Bryan Whipple Bryan R. R. Whipple, Attorney at Law

Rarely. The right to sell someone else's interest would have to be granted in a written instrument of some kind, or by a court for good cause.

Ordinarily, a co-owner of real estate can sell his or her share, but not the other owner's share. Since the market for part interests with strangers is generally lousy, such sales seldom take place except in unusual circumstances, but they are legal.
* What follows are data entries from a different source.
//! Memory Control Groups (memcg)
//!
//! Per-process/group memory limits and accounting.

#![allow(dead_code)]

use alloc::collections::BTreeMap;
use alloc::string::{String, ToString};
use alloc::vec::Vec;

use crate::sync::IrqSafeMutex;

/// Memory cgroup ID
pub type CgroupId = u64;

/// Memory limit type
#[derive(Debug, Clone, Copy, PartialEq, Eq)]
pub enum LimitType {
    /// Hard limit (OOM if exceeded)
    Hard,
    /// Soft limit (reclaim pressure)
    Soft,
    /// Swap limit
    Swap,
}

/// Memory statistics for a cgroup
#[derive(Debug, Clone, Default)]
pub struct MemcgStats {
    /// Current memory usage (bytes)
    pub usage: u64,
    /// Maximum usage seen (bytes)
    pub max_usage: u64,
    /// Memory limit (bytes)
    pub limit: u64,
    /// Soft limit (bytes)
    pub soft_limit: u64,
    /// Swap usage (bytes)
    pub swap_usage: u64,
    /// Swap limit (bytes)
    pub swap_limit: u64,
    /// Number of times limit hit
    pub limit_hits: u64,
    /// OOM events
    pub oom_events: u64,
    /// Pages charged
    pub pages_charged: u64,
    /// Pages uncharged
    pub pages_uncharged: u64,
    /// Reclaim attempts
    pub reclaim_attempts: u64,
    /// Pages reclaimed
    pub pages_reclaimed: u64,
}

/// Memory cgroup
#[derive(Debug, Clone)]
pub struct MemoryCgroup {
    /// Cgroup ID
    pub id: CgroupId,
    /// Name
    pub name: String,
    /// Parent cgroup ID (0 for root)
    pub parent_id: CgroupId,
    /// Memory limit (bytes, 0 = unlimited)
    pub limit: u64,
    /// Soft limit (bytes)
    pub soft_limit: u64,
    /// Swap limit (bytes, 0 = unlimited)
    pub swap_limit: u64,
    /// Current usage (bytes)
    pub usage: u64,
    /// Swap usage (bytes)
    pub swap_usage: u64,
    /// Maximum usage seen
    pub max_usage: u64,
    /// OOM control enabled
    pub oom_control: bool,
    /// Under OOM condition
    pub under_oom: bool,
    /// Associated process IDs
    pub pids: Vec<u32>,
    /// Statistics
    pub stats: MemcgStats,
}

impl MemoryCgroup {
    pub fn new(id: CgroupId, name: String) -> Self {
        Self {
            id,
            name,
            parent_id: 0,
            limit: 0, // Unlimited
            soft_limit: 0,
            swap_limit: 0,
            usage: 0,
            swap_usage: 0,
            max_usage: 0,
            oom_control: true,
            under_oom: false,
            pids: Vec::new(),
            stats: MemcgStats::default(),
        }
    }

    /// Check if limit is exceeded
    pub fn is_over_limit(&self) -> bool {
        self.limit > 0 && self.usage > self.limit
    }

    /// Check if soft limit is exceeded
    pub fn is_over_soft_limit(&self) -> bool {
        self.soft_limit > 0 && self.usage > self.soft_limit
    }

    /// Get available memory
    pub fn available(&self) -> u64 {
        if self.limit == 0 {
            u64::MAX
        } else {
            self.limit.saturating_sub(self.usage)
        }
    }

    /// Try to charge memory
    pub fn try_charge(&mut self, bytes: u64) -> bool {
        if self.limit > 0 && self.usage + bytes > self.limit {
            self.stats.limit_hits += 1;
            return false;
        }

        self.usage += bytes;
        self.stats.pages_charged += bytes / 4096;

        if self.usage > self.max_usage {
            self.max_usage = self.usage;
        }

        true
    }

    /// Uncharge memory
    pub fn uncharge(&mut self, bytes: u64) {
        self.usage = self.usage.saturating_sub(bytes);
        self.stats.pages_uncharged += bytes / 4096;
    }

    /// Try to charge swap
    pub fn try_charge_swap(&mut self, bytes: u64) -> bool {
        if self.swap_limit > 0 && self.swap_usage + bytes > self.swap_limit {
            return false;
        }
        self.swap_usage += bytes;
        true
    }

    /// Uncharge swap
    pub fn uncharge_swap(&mut self, bytes: u64) {
        self.swap_usage = self.swap_usage.saturating_sub(bytes);
    }

    /// Update stats
    pub fn update_stats(&mut self) {
        self.stats.usage = self.usage;
        self.stats.max_usage = self.max_usage;
        self.stats.limit = self.limit;
        self.stats.soft_limit = self.soft_limit;
        self.stats.swap_usage = self.swap_usage;
        self.stats.swap_limit = self.swap_limit;
    }
}

/// Memory cgroup manager
pub struct MemcgManager {
    /// All cgroups by ID
    cgroups: BTreeMap<CgroupId, MemoryCgroup>,
    /// Process to cgroup mapping
    pid_to_cgroup: BTreeMap<u32, CgroupId>,
    /// Next cgroup ID
    next_id: CgroupId,
    /// Global memory limit
    global_limit: u64,
    /// Global usage
    global_usage: u64,
}

impl MemcgManager {
    /// Create new manager
    pub fn new() -> Self {
        let mut mgr = Self {
            cgroups: BTreeMap::new(),
            pid_to_cgroup: BTreeMap::new(),
            next_id: 1,
            global_limit: 0,
            global_usage: 0,
        };

        // Create root cgroup
        let root = MemoryCgroup::new(0, "/".to_string());
        mgr.cgroups.insert(0, root);

        mgr
    }

    /// Create a new cgroup
    pub fn create_cgroup(&mut self, name: &str, parent_id: CgroupId) -> Option<CgroupId> {
        if !self.cgroups.contains_key(&parent_id) {
            return None;
        }

        let id = self.next_id;
        self.next_id += 1;

        let mut cgroup = MemoryCgroup::new(id, name.to_string());
        cgroup.parent_id = parent_id;

        self.cgroups.insert(id, cgroup);
        Some(id)
    }

    /// Delete a cgroup
    pub fn delete_cgroup(&mut self, id: CgroupId) -> bool {
        if id == 0 {
            return false; // Cannot delete root
        }

        // Move processes to parent
        if let Some(cgroup) = self.cgroups.get(&id) {
            let parent_id = cgroup.parent_id;
            let pids: Vec<u32> = cgroup.pids.clone();

            for pid in pids {
                self.move_process(pid, parent_id);
            }
        }

        self.cgroups.remove(&id).is_some()
    }

    /// Set memory limit for a cgroup
    pub fn set_limit(&mut self, id: CgroupId, limit: u64) -> bool {
        if let Some(cgroup) = self.cgroups.get_mut(&id) {
            cgroup.limit = limit;
            cgroup.stats.limit = limit;
            true
        } else {
            false
        }
    }

    /// Set soft limit for a cgroup
    pub fn set_soft_limit(&mut self, id: CgroupId, limit: u64) -> bool {
        if let Some(cgroup) = self.cgroups.get_mut(&id) {
            cgroup.soft_limit = limit;
            cgroup.stats.soft_limit = limit;
            true
        } else {
            false
        }
    }

    /// Set swap limit for a cgroup
    pub fn set_swap_limit(&mut self, id: CgroupId, limit: u64) -> bool {
        if let Some(cgroup) = self.cgroups.get_mut(&id) {
            cgroup.swap_limit = limit;
            cgroup.stats.swap_limit = limit;
            true
        } else {
            false
        }
    }

    /// Add process to cgroup
    pub fn add_process(&mut self, pid: u32, cgroup_id: CgroupId) -> bool {
        if !self.cgroups.contains_key(&cgroup_id) {
            return false;
        }

        // Remove from current cgroup
        if let Some(&old_id) = self.pid_to_cgroup.get(&pid) {
            if let Some(old_cgroup) = self.cgroups.get_mut(&old_id) {
                old_cgroup.pids.retain(|&p| p != pid);
            }
        }

        // Add to new cgroup
        if let Some(cgroup) = self.cgroups.get_mut(&cgroup_id) {
            cgroup.pids.push(pid);
        }

        self.pid_to_cgroup.insert(pid, cgroup_id);
        true
    }

    /// Move process to different cgroup
    pub fn move_process(&mut self, pid: u32, new_cgroup_id: CgroupId) -> bool {
        self.add_process(pid, new_cgroup_id)
    }

    /// Remove process
    pub fn remove_process(&mut self, pid: u32) {
        if let Some(cgroup_id) = self.pid_to_cgroup.remove(&pid) {
            if let Some(cgroup) = self.cgroups.get_mut(&cgroup_id) {
                cgroup.pids.retain(|&p| p != pid);
            }
        }
    }

    /// Get cgroup for process
    pub fn get_cgroup_for_pid(&self, pid: u32) -> CgroupId {
        self.pid_to_cgroup.get(&pid).copied().unwrap_or(0)
    }

    /// Try to charge memory for a process
    pub fn charge(&mut self, pid: u32, bytes: u64) -> bool {
        let cgroup_id = self.get_cgroup_for_pid(pid);

        // Walk up the hierarchy
        let mut id = cgroup_id;
        let mut charged = Vec::new();

        loop {
            if let Some(cgroup) = self.cgroups.get_mut(&id) {
                if !cgroup.try_charge(bytes) {
                    // Rollback
                    for charged_id in charged {
                        if let Some(c) = self.cgroups.get_mut(&charged_id) {
                            c.uncharge(bytes);
                        }
                    }
                    return false;
                }
                charged.push(id);

                if id == 0 {
                    break;
                }
                id = cgroup.parent_id;
            } else {
                break;
            }
        }

        self.global_usage += bytes;
        true
    }

    /// Uncharge memory for a process
    pub fn uncharge(&mut self, pid: u32, bytes: u64) {
        let cgroup_id = self.get_cgroup_for_pid(pid);

        let mut id = cgroup_id;
        loop {
            if let Some(cgroup) = self.cgroups.get_mut(&id) {
                cgroup.uncharge(bytes);
                if id == 0 {
                    break;
                }
                id = cgroup.parent_id;
            } else {
                break;
            }
        }

        self.global_usage = self.global_usage.saturating_sub(bytes);
    }

    /// Get cgroup
    pub fn get_cgroup(&self, id: CgroupId) -> Option<&MemoryCgroup> {
        self.cgroups.get(&id)
    }

    /// Get cgroup mut
    pub fn get_cgroup_mut(&mut self, id: CgroupId) -> Option<&mut MemoryCgroup> {
        self.cgroups.get_mut(&id)
    }

    /// Get all cgroups
    pub fn cgroups(&self) -> impl Iterator<Item = &MemoryCgroup> {
        self.cgroups.values()
    }

    /// Get stats for cgroup
    pub fn get_stats(&self, id: CgroupId) -> Option<MemcgStats> {
        self.cgroups.get(&id).map(|c| c.stats.clone())
    }

    /// Set global limit
    pub fn set_global_limit(&mut self, limit: u64) {
        self.global_limit = limit;
    }

    /// Get global usage
    pub fn global_usage(&self) -> u64 {
        self.global_usage
    }

    /// Format status string
    pub fn format_status(&self) -> String {
        alloc::format!(
            "Memcg: {} groups | Global usage: {} MB",
            self.cgroups.len(),
            self.global_usage / (1024 * 1024)
        )
    }
}

impl Default for MemcgManager {
    fn default() -> Self {
        Self::new()
    }
}

// Global memcg manager
static MEMCG: IrqSafeMutex<Option<MemcgManager>> = IrqSafeMutex::new(None);

/// Initialize memcg
pub fn init() {
    let mut mgr = MEMCG.lock();
    *mgr = Some(MemcgManager::new());
    crate::kprintln!("mm: Memory cgroups initialized");
}

/// Create cgroup
pub fn create_cgroup(name: &str, parent_id: CgroupId) -> Option<CgroupId> {
    MEMCG.lock().as_mut().and_then(|m| m.create_cgroup(name, parent_id))
}

/// Delete cgroup
pub fn delete_cgroup(id: CgroupId) -> bool {
    MEMCG.lock().as_mut().map(|m| m.delete_cgroup(id)).unwrap_or(false)
}

/// Set limit
pub fn set_limit(id: CgroupId, limit: u64) -> bool {
    MEMCG.lock().as_mut().map(|m| m.set_limit(id, limit)).unwrap_or(false)
}

/// Set soft limit
pub fn set_soft_limit(id: CgroupId, limit: u64) -> bool {
    MEMCG.lock().as_mut().map(|m| m.set_soft_limit(id, limit)).unwrap_or(false)
}

/// Add process to cgroup
pub fn add_process(pid: u32, cgroup_id: CgroupId) -> bool {
    MEMCG.lock().as_mut().map(|m| m.add_process(pid, cgroup_id)).unwrap_or(false)
}

/// Charge memory
pub fn charge(pid: u32, bytes: u64) -> bool {
    MEMCG.lock().as_mut().map(|m| m.charge(pid, bytes)).unwrap_or(true)
}

/// Uncharge memory
pub fn uncharge(pid: u32, bytes: u64) {
    if let Some(ref mut mgr) = *MEMCG.lock() {
        mgr.uncharge(pid, bytes);
    }
}

/// Get stats
pub fn get_stats(id: CgroupId) -> Option<MemcgStats> {
    MEMCG.lock().as_ref().and_then(|m| m.get_stats(id))
}

/// Get status string
pub fn status() -> String {
    MEMCG.lock().as_ref()
        .map(|m| m.format_status())
        .unwrap_or_else(|| "Memcg not initialized".to_string())
}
When a co-ownership (joint tenancy, tenancy in common, or sometimes a partnership) goes sour, one unhappy co-owner can and often does go to court to seek what is called "partition" of the jointly-owned property. The name comes from the prior (19th Century and earlier) practice where farms and ranches would be subdivided (partitioned) between heirs. Real property can still be partitioned by actual subdivision when practical, but in the 21st Century, with most land being urban and/or subject to zoning and other laws restricting further subdivision, the more common method of partition is "partition by sale." In partition by sale, the court orders the property to be placed on the market, and when it sells, the liens and costs are paid and the remaining balance is divided among the former co-owners according to their adjusted interests, as found by the court. A half owner's share might be more or less than 50% of the net, if that half owner had paid more or less than his/her/its fair share of certain costs, such as mortgage bills, insurance, necessary repairs, etc.

Many lawsuits that are brought to force partition don't go all the way through the court process, but are settled out-of-court when the defendant sees the handwriting on the wall. Most co-owners would rather agree to a private buy-out or sale deal than see a court-administered proceeding go to the same or similar conclusion, but at greater expense.

When there is no equity in the property, some interesting problems arise in distribution of the proceeds of the partition sale. Generally, it turns out to be a short sale, in which the lender eats the shortfall.

I'd be happy to discuss your particular situation in more detail if you'll contact me directly with some particulars about the property and the co-owners. I see from your Zip code that we're in the same county.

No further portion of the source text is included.